Data records
++++++++

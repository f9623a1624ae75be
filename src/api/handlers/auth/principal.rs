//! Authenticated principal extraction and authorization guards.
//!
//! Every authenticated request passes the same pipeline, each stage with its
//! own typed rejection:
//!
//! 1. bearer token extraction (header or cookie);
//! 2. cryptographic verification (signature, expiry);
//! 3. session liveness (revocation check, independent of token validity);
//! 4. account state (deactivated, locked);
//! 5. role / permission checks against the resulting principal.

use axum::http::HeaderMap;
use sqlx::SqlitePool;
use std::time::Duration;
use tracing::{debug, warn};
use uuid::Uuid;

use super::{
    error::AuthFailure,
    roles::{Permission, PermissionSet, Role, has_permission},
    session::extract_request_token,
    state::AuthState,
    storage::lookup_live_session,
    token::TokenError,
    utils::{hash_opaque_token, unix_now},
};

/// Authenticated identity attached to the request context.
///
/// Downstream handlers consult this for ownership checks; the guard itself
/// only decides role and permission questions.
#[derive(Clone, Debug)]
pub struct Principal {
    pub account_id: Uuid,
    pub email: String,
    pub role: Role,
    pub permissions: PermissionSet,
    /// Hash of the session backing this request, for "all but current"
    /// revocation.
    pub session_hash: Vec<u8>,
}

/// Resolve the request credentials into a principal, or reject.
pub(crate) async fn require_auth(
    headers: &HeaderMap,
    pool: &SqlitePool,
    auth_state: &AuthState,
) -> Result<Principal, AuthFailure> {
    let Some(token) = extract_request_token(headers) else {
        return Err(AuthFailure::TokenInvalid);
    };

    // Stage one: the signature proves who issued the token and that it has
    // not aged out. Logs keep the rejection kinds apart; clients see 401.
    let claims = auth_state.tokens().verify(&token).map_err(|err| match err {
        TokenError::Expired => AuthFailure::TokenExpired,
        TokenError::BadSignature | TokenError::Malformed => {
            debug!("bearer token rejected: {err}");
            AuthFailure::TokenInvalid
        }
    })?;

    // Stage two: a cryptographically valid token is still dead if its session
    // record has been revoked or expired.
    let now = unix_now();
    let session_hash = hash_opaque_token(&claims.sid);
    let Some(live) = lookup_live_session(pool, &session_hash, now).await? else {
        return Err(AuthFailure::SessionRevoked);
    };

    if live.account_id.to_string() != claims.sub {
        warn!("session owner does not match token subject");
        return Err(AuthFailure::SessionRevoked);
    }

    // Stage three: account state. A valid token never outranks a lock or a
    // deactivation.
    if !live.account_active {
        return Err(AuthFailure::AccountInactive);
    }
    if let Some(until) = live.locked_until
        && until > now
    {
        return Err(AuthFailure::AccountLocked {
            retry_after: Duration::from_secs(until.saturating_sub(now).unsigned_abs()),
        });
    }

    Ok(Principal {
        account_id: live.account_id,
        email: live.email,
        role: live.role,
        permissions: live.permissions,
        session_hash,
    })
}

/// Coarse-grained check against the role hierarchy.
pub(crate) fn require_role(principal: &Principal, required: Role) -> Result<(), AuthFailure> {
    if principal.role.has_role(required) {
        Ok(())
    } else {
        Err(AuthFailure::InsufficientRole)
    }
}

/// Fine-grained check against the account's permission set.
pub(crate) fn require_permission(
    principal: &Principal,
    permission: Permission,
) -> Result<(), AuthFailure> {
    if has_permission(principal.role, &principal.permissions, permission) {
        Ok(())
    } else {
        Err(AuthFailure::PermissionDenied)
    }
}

++++++++

TASK STATEMENT
The stretch of entries above that starts with the line containing "use uuid::Uuid;" and goes on through the line containing "that it has" is to be transcribed exactly, and no other line is to be transcribed.

RESULT OF THE EXERCISE
use uuid::Uuid;

use super::{
    error::AuthFailure,
    roles::{Permission, PermissionSet, Role, has_permission},
    session::extract_request_token,
    state::AuthState,
    storage::lookup_live_session,
    token::TokenError,
    utils::{hash_opaque_token, unix_now},
};

/// Authenticated identity attached to the request context.
///
/// Downstream handlers consult this for ownership checks; the guard itself
/// only decides role and permission questions.
#[derive(Clone, Debug)]
pub struct Principal {
    pub account_id: Uuid,
    pub email: String,
    pub role: Role,
    pub permissions: PermissionSet,
    /// Hash of the session backing this request, for "all but current"
    /// revocation.
    pub session_hash: Vec<u8>,
}

/// Resolve the request credentials into a principal, or reject.
pub(crate) async fn require_auth(
    headers: &HeaderMap,
    pool: &SqlitePool,
    auth_state: &AuthState,
) -> Result<Principal, AuthFailure> {
    let Some(token) = extract_request_token(headers) else {
        return Err(AuthFailure::TokenInvalid);
    };

    // Stage one: the signature proves who issued the token and that it has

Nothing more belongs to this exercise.